:: Available data ::

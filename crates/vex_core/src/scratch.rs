//! Named mutable pointers, the only mutable state in a repository.
//!
//! Each pointer is one file under `.vex/scratch/` holding a single line:
//! an object id, a uuid, or a short literal. Updates are write-temp,
//! fsync, atomic-rename, so a reader sees either the old or the new
//! value, never a torn one. All mutation goes through the transaction
//! layer; nothing else calls [`ScratchStore::set`].

use crate::error::{Result, VexError};
use crate::object_id::ObjectId;
use std::collections::BTreeMap;
use std::fs::{self, File};
use std::io::Write;
use std::path::{Path, PathBuf};
use uuid::Uuid;

/// The active session's uuid.
pub const ACTIVE_SESSION: &str = "active_session";
/// Head of the action log (an action record id).
pub const ACTION_LOG_HEAD: &str = "action_log_head";
/// Head of the redo stack (a redo record id).
pub const REDO_STACK_HEAD: &str = "redo_stack_head";
/// Current settings object id.
pub const SETTINGS: &str = "settings";

/// Pointer name for a branch object.
pub fn branch_ptr(uuid: Uuid) -> String {
    format!("branches/{}", uuid)
}

/// Pointer name for a session object.
pub fn session_ptr(uuid: Uuid) -> String {
    format!("sessions/{}", uuid)
}

/// Pointer name mapping a branch name to its uuid.
pub fn name_ptr(name: &str) -> String {
    format!("names/{}", name)
}

/// The scratch pointer store.
#[derive(Debug)]
pub struct ScratchStore {
    root: PathBuf,
}

impl ScratchStore {
    /// Creates a store rooted at the scratch directory.
    pub fn new(root: impl AsRef<Path>) -> Self {
        Self {
            root: root.as_ref().to_path_buf(),
        }
    }

    /// Returns the scratch root.
    pub fn root(&self) -> &Path {
        &self.root
    }

    /// Reads a pointer. `None` when the pointer does not exist.
    pub fn get(&self, name: &str) -> Result<Option<String>> {
        let path = self.pointer_path(name)?;
        if !path.exists() {
            return Ok(None);
        }
        let content = fs::read_to_string(&path)?;
        let value = content.trim();
        if value.is_empty() || value.contains('\n') {
            return Err(VexError::InvalidPointer {
                name: name.to_string(),
                reason: "expected a single non-empty line".to_string(),
            });
        }
        Ok(Some(value.to_string()))
    }

    /// Reads a pointer expected to hold an object id.
    pub fn get_id(&self, name: &str) -> Result<Option<ObjectId>> {
        match self.get(name)? {
            None => Ok(None),
            Some(value) => {
                ObjectId::from_hex(&value)
                    .map(Some)
                    .map_err(|_| VexError::InvalidPointer {
                        name: name.to_string(),
                        reason: format!("'{}' is not an object id", value),
                    })
            }
        }
    }

    /// Reads a pointer expected to hold a uuid.
    pub fn get_uuid(&self, name: &str) -> Result<Option<Uuid>> {
        match self.get(name)? {
            None => Ok(None),
            Some(value) => Uuid::parse_str(&value)
                .map(Some)
                .map_err(|_| VexError::InvalidPointer {
                    name: name.to_string(),
                    reason: format!("'{}' is not a uuid", value),
                }),
        }
    }

    /// Writes a pointer atomically. Transaction layer only.
    pub(crate) fn set(&self, name: &str, value: &str) -> Result<()> {
        let path = self.pointer_path(name)?;
        if let Some(parent) = path.parent() {
            fs::create_dir_all(parent)?;
        }

        let tmp_path = path.with_extension("tmp");
        {
            let mut file = File::create(&tmp_path)?;
            writeln!(file, "{}", value)?;
            file.sync_all()?;
        }
        fs::rename(&tmp_path, &path)?;

        #[cfg(unix)]
        {
            if let Some(parent) = path.parent() {
                if let Ok(dir) = File::open(parent) {
                    let _ = dir.sync_all();
                }
            }
        }

        Ok(())
    }

    /// Removes a pointer. No-op when absent. Transaction layer only.
    pub(crate) fn remove(&self, name: &str) -> Result<()> {
        let path = self.pointer_path(name)?;
        if path.exists() {
            fs::remove_file(&path)?;
        }
        Ok(())
    }

    /// Snapshot of every pointer, keyed by name.
    pub fn dump_all(&self) -> Result<BTreeMap<String, String>> {
        let mut out = BTreeMap::new();
        if self.root.exists() {
            self.collect(&self.root.clone(), &mut out)?;
        }
        Ok(out)
    }

    /// Lists pointers under a namespace prefix such as `branches` or `names`.
    pub fn list(&self, prefix: &str) -> Result<Vec<(String, String)>> {
        let all = self.dump_all()?;
        let wanted = format!("{}/", prefix);
        Ok(all
            .into_iter()
            .filter(|(name, _)| name.starts_with(&wanted))
            .map(|(name, value)| (name[wanted.len()..].to_string(), value))
            .collect())
    }

    fn collect(&self, dir: &Path, out: &mut BTreeMap<String, String>) -> Result<()> {
        for entry in fs::read_dir(dir)? {
            let entry = entry?;
            let path = entry.path();
            if path.is_dir() {
                self.collect(&path, out)?;
            } else if path.is_file() {
                if path.extension().and_then(|s| s.to_str()) == Some("tmp") {
                    continue;
                }
                let Ok(rel) = path.strip_prefix(&self.root) else {
                    continue;
                };
                let Some(name) = rel.to_str() else { continue };
                let name = name.to_string();
                if let Some(value) = self.get(&name)? {
                    out.insert(name, value);
                }
            }
        }
        Ok(())
    }

    fn pointer_path(&self, name: &str) -> Result<PathBuf> {
        if name.is_empty()
            || name.starts_with('/')
            || name.split('/').any(|part| {
                part.is_empty() || part == "." || part == ".." || part.ends_with(".tmp")
            })
        {
            return Err(VexError::InvalidPointer {
                name: name.to_string(),
                reason: "bad pointer name".to_string(),
            });
        }
        Ok(self.root.join(name))
    }
}

#[cfg(test)]
mod tests {
    use super::*;
    use tempfile::TempDir;

    fn store() -> (TempDir, ScratchStore) {
        let tmp = TempDir::new().unwrap();
        let store = ScratchStore::new(tmp.path().join("scratch"));
        (tmp, store)
    }

    #[test]
    fn test_roundtrip() {
        let (_tmp, store) = store();
        store.set(ACTION_LOG_HEAD, &"ab".repeat(32)).unwrap();
        assert_eq!(
            store.get(ACTION_LOG_HEAD).unwrap().unwrap(),
            "ab".repeat(32)
        );
        assert_eq!(
            store.get_id(ACTION_LOG_HEAD).unwrap().unwrap(),
            ObjectId::from_bytes([0xab; 32])
        );
    }

    #[test]
    fn test_absent_pointer_is_none() {
        let (_tmp, store) = store();
        assert_eq!(store.get(REDO_STACK_HEAD).unwrap(), None);
        assert_eq!(store.get_id(REDO_STACK_HEAD).unwrap(), None);
    }

    #[test]
    fn test_remove_is_idempotent() {
        let (_tmp, store) = store();
        store.set(SETTINGS, "x").unwrap();
        store.remove(SETTINGS).unwrap();
        store.remove(SETTINGS).unwrap();
        assert_eq!(store.get(SETTINGS).unwrap(), None);
    }

    #[test]
    fn test_namespaced_pointers() {
        let (_tmp, store) = store();
        let uuid = Uuid::new_v4();
        store.set(&branch_ptr(uuid), &"01".repeat(32)).unwrap();
        store.set(&name_ptr("latest"), &uuid.to_string()).unwrap();

        let branches = store.list("branches").unwrap();
        assert_eq!(branches.len(), 1);
        assert_eq!(branches[0].0, uuid.to_string());

        assert_eq!(store.get_uuid(&name_ptr("latest")).unwrap(), Some(uuid));
    }

    #[test]
    fn test_dump_all_skips_temp_files() {
        let (_tmp, store) = store();
        store.set(ACTIVE_SESSION, &Uuid::new_v4().to_string()).unwrap();
        fs::create_dir_all(store.root()).unwrap();
        fs::write(store.root().join("leftover.tmp"), "junk").unwrap();

        let all = store.dump_all().unwrap();
        assert_eq!(all.len(), 1);
        assert!(all.contains_key(ACTIVE_SESSION));
    }

    #[test]
    fn test_bad_names_rejected() {
        let (_tmp, store) = store();
        assert!(store.get("../escape").is_err());
        assert!(store.get("").is_err());
        assert!(store.get("/abs").is_err());
    }

    #[test]
    fn test_invalid_id_value_reported() {
        let (_tmp, store) = store();
        store.set(ACTION_LOG_HEAD, "not-a-hash").unwrap();
        assert!(matches!(
            store.get_id(ACTION_LOG_HEAD),
            Err(VexError::InvalidPointer { .. })
        ));
    }
}
mod branch_stash;
mod crash_recovery;
mod happy_path;
mod purge;
mod undo_redo;
//! Initialize a repository.

use super::Output;
use anyhow::{Context, Result};
use serde_json::json;
use vex_core::Project;

pub fn run(
    out: &Output,
    prefix: Option<&str>,
    include: Vec<String>,
    ignore: Vec<String>,
) -> Result<()> {
    let cwd = std::env::current_dir().context("cannot determine current directory")?;
    let project = Project::init(&cwd, prefix, include, ignore)?;

    let log = project.log(true, 1)?;
    let commit = log.first().map(|e| e.id.as_hex()).unwrap_or_default();

    out.emit(
        json!({ "initialized": cwd.display().to_string(), "commit": commit }),
        || {
            println!("Initialized vex repository in .vex/");
            println!();
            println!("  .vex/cas/       content-addressed objects");
            println!("  .vex/scratch/   branch, session and log pointers");
            println!("  .vex/settings/  tracked settings mirror");
            println!();
            println!("Initial commit: {}", commit);
        },
    )
}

:::

**What you need to do**
Report every line in the data above in which the word "part" appears.

**Task answer**
            || name.split('/').any(|part| {
                part.is_empty() || part == "." || part == ".." || part.ends_with(".tmp")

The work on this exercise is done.